• _YOUR TASK_: In how many lines of the listing below does "Unrecorded" appear? Reply with the number only.
#### GIVEN RECORDS ####
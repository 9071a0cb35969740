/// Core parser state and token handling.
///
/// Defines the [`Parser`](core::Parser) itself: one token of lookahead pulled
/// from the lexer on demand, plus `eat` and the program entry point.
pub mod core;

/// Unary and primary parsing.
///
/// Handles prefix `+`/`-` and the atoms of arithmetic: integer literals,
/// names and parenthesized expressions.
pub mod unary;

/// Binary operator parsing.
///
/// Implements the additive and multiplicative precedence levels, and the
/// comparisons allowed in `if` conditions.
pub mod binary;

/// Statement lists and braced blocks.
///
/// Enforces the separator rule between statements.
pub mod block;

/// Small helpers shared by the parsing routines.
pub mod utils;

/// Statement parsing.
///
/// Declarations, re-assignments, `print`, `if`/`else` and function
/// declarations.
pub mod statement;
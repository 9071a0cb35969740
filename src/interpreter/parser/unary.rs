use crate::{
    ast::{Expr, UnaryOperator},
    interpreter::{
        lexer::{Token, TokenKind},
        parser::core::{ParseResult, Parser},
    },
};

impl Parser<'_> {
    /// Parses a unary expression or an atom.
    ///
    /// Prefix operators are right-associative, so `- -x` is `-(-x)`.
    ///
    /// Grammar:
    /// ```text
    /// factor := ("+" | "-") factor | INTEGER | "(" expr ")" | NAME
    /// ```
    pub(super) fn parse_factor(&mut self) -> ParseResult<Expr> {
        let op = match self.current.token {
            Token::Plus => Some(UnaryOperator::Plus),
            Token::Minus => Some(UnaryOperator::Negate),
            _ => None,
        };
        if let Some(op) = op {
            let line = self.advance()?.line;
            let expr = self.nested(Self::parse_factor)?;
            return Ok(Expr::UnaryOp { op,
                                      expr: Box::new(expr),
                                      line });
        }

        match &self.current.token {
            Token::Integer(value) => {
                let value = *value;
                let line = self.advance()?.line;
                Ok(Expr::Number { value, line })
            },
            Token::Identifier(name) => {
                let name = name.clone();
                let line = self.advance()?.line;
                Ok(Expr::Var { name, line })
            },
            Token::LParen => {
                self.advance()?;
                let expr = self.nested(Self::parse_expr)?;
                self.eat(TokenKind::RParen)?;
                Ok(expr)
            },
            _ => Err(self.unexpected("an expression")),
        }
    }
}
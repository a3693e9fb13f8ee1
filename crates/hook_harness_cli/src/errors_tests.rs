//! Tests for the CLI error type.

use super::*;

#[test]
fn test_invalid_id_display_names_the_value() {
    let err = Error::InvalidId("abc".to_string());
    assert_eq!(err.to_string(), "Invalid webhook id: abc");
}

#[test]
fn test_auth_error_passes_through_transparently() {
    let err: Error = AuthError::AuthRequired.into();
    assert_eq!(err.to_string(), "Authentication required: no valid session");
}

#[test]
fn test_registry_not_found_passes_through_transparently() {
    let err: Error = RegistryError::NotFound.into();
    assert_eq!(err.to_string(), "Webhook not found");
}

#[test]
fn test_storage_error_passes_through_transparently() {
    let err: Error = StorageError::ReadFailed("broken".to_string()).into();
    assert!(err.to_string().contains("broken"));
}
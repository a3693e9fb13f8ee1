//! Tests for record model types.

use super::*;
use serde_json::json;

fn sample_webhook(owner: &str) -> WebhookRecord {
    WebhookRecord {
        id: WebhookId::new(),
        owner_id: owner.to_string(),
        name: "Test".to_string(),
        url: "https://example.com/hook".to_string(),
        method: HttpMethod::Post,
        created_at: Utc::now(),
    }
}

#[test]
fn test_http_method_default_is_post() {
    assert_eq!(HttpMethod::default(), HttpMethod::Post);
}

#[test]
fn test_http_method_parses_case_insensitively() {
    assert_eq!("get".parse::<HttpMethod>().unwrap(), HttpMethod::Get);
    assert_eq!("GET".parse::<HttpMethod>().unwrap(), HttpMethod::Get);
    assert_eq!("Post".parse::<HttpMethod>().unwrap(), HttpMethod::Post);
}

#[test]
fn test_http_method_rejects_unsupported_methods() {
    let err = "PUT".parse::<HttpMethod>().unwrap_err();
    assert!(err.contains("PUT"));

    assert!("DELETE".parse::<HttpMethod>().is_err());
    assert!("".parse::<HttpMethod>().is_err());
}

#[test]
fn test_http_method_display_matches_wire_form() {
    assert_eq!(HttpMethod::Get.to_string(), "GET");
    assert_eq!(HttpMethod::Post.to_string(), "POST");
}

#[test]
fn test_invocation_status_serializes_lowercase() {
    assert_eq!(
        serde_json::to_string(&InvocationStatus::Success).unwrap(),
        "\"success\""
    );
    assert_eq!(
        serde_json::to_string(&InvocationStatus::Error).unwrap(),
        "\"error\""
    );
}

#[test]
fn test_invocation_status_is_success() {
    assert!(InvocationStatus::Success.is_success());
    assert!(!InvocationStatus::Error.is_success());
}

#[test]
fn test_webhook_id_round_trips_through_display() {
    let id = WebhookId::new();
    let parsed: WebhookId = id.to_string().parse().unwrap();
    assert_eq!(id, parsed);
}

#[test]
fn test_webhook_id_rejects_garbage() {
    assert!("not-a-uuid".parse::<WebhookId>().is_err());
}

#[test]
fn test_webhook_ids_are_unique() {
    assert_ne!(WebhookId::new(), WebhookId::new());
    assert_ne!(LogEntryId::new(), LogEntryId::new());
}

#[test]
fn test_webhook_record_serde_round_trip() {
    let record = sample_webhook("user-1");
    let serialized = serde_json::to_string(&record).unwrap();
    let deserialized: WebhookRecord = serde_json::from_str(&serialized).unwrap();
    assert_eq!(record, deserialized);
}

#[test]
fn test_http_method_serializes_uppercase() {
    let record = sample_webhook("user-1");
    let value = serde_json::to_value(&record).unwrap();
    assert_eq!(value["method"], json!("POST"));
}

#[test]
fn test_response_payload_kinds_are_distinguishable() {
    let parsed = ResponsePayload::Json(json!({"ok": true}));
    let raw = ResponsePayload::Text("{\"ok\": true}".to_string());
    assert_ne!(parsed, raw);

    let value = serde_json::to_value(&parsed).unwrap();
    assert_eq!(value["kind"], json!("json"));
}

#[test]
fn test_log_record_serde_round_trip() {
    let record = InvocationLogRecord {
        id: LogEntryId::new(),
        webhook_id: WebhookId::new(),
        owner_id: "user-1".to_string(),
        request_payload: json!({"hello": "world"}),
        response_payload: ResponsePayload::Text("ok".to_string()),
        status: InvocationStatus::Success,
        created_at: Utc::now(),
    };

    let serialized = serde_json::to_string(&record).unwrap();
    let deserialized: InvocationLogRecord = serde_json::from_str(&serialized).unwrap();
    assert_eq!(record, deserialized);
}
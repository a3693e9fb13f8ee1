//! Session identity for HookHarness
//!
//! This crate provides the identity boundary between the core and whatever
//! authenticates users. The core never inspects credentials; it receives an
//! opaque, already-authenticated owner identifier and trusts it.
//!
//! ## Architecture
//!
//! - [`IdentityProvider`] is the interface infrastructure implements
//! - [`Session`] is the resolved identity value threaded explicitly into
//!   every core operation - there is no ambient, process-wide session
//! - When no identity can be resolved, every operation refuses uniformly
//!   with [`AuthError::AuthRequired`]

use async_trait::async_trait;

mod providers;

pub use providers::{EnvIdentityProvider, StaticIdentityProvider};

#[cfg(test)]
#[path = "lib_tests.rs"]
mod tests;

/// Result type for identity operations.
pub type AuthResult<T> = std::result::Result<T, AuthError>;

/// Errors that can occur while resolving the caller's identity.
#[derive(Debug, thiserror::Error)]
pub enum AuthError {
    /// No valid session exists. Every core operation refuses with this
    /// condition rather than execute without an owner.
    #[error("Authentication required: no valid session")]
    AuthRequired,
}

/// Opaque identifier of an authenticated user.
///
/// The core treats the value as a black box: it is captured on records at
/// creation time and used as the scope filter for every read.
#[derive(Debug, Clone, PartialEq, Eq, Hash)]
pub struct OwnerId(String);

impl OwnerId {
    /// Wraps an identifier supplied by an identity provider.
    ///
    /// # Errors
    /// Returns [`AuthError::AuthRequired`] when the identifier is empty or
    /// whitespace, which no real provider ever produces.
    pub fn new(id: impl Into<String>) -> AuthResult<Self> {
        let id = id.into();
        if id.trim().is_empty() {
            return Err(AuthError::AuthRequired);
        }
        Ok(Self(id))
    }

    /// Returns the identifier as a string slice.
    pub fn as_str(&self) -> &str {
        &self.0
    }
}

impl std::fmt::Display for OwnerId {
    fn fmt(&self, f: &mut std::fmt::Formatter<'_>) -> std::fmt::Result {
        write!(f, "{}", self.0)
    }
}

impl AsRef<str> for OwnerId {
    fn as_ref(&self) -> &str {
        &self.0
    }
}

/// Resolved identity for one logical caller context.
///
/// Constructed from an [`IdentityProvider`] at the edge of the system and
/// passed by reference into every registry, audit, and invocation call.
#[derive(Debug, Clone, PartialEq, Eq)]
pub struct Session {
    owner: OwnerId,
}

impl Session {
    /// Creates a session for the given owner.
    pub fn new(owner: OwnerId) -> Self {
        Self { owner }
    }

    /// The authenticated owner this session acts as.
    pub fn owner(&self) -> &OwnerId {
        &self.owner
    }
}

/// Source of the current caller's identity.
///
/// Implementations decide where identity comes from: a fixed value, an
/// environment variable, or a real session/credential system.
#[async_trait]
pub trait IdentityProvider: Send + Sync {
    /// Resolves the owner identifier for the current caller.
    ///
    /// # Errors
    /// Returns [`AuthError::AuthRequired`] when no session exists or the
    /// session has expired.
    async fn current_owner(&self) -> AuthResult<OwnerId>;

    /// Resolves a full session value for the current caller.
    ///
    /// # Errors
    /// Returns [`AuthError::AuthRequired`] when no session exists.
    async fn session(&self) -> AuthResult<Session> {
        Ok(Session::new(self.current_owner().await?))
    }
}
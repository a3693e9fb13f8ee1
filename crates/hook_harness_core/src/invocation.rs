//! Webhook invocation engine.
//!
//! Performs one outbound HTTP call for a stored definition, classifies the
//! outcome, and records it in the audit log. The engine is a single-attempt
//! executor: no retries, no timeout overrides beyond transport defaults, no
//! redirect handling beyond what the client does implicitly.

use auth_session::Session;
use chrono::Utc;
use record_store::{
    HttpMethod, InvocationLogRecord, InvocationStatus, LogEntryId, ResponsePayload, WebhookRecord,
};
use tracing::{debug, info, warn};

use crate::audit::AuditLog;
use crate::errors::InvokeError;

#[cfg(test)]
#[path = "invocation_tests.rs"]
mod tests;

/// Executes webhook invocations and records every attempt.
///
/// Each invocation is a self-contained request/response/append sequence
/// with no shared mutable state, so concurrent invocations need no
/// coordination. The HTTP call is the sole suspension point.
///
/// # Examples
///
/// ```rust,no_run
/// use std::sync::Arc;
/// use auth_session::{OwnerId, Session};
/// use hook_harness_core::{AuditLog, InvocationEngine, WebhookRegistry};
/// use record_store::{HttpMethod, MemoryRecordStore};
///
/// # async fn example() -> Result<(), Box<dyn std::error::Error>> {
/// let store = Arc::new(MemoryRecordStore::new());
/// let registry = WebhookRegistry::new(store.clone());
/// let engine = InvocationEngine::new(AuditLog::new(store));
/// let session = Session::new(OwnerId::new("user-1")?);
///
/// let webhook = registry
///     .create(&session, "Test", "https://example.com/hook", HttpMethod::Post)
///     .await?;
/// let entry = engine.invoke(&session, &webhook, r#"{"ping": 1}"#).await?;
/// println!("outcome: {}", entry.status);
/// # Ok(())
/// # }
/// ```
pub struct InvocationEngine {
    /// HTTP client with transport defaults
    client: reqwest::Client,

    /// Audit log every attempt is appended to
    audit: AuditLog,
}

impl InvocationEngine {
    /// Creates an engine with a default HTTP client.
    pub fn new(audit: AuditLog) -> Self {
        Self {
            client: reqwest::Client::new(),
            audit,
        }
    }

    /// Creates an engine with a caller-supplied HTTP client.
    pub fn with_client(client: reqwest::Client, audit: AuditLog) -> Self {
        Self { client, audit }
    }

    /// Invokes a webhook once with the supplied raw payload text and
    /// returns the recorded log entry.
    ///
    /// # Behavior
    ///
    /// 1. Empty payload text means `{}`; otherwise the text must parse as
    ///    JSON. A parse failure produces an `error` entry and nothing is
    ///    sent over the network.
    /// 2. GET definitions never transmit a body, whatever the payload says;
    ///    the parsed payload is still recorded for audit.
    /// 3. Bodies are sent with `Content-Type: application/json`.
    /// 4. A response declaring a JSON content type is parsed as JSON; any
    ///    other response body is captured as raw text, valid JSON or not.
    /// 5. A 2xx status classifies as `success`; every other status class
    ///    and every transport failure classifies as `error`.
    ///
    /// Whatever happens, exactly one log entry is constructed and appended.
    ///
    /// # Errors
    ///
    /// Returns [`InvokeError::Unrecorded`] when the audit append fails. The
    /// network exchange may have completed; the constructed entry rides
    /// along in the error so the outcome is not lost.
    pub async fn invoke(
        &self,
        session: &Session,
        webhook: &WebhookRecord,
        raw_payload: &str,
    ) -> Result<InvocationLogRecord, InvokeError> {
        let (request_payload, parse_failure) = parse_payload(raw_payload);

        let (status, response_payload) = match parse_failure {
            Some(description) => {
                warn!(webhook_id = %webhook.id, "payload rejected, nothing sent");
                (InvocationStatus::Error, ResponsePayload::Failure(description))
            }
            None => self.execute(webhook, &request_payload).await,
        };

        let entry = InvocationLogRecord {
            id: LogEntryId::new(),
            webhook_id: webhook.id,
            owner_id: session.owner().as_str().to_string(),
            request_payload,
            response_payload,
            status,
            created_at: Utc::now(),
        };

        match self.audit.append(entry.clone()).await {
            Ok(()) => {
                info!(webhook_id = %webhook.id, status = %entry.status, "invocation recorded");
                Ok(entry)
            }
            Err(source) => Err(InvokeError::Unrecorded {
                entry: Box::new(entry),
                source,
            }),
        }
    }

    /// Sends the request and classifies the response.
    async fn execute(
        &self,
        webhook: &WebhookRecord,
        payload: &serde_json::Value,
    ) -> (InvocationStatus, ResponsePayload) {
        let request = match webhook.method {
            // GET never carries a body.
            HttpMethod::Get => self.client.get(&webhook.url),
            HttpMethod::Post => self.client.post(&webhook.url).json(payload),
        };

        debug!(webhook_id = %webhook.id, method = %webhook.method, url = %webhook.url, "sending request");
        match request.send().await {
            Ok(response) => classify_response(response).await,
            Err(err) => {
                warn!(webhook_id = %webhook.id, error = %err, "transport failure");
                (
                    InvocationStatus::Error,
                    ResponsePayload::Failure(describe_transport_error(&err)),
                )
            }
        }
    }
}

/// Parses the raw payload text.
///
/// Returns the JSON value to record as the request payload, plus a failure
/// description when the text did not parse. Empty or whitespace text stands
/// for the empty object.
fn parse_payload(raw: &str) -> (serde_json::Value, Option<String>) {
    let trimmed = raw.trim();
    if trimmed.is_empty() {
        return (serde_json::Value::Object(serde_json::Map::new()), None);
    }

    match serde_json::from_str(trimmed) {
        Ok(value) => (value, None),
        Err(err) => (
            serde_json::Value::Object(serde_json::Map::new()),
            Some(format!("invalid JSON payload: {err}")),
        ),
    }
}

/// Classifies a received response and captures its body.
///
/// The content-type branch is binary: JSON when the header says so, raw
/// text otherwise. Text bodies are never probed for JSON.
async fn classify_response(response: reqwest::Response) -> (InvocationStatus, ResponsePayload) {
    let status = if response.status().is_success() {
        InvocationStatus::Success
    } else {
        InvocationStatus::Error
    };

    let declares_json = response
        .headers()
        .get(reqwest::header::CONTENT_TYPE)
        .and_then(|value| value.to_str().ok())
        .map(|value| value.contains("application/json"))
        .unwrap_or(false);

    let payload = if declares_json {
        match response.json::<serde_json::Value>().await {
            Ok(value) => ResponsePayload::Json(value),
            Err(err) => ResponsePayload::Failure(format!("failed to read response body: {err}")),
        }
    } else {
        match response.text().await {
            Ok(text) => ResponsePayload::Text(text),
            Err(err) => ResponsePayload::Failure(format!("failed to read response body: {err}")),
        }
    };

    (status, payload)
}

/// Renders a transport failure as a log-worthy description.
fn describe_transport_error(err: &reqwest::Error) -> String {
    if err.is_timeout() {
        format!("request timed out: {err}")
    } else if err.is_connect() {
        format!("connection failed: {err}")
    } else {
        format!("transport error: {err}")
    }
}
####
• _EXERCISE RESPONSE_: 2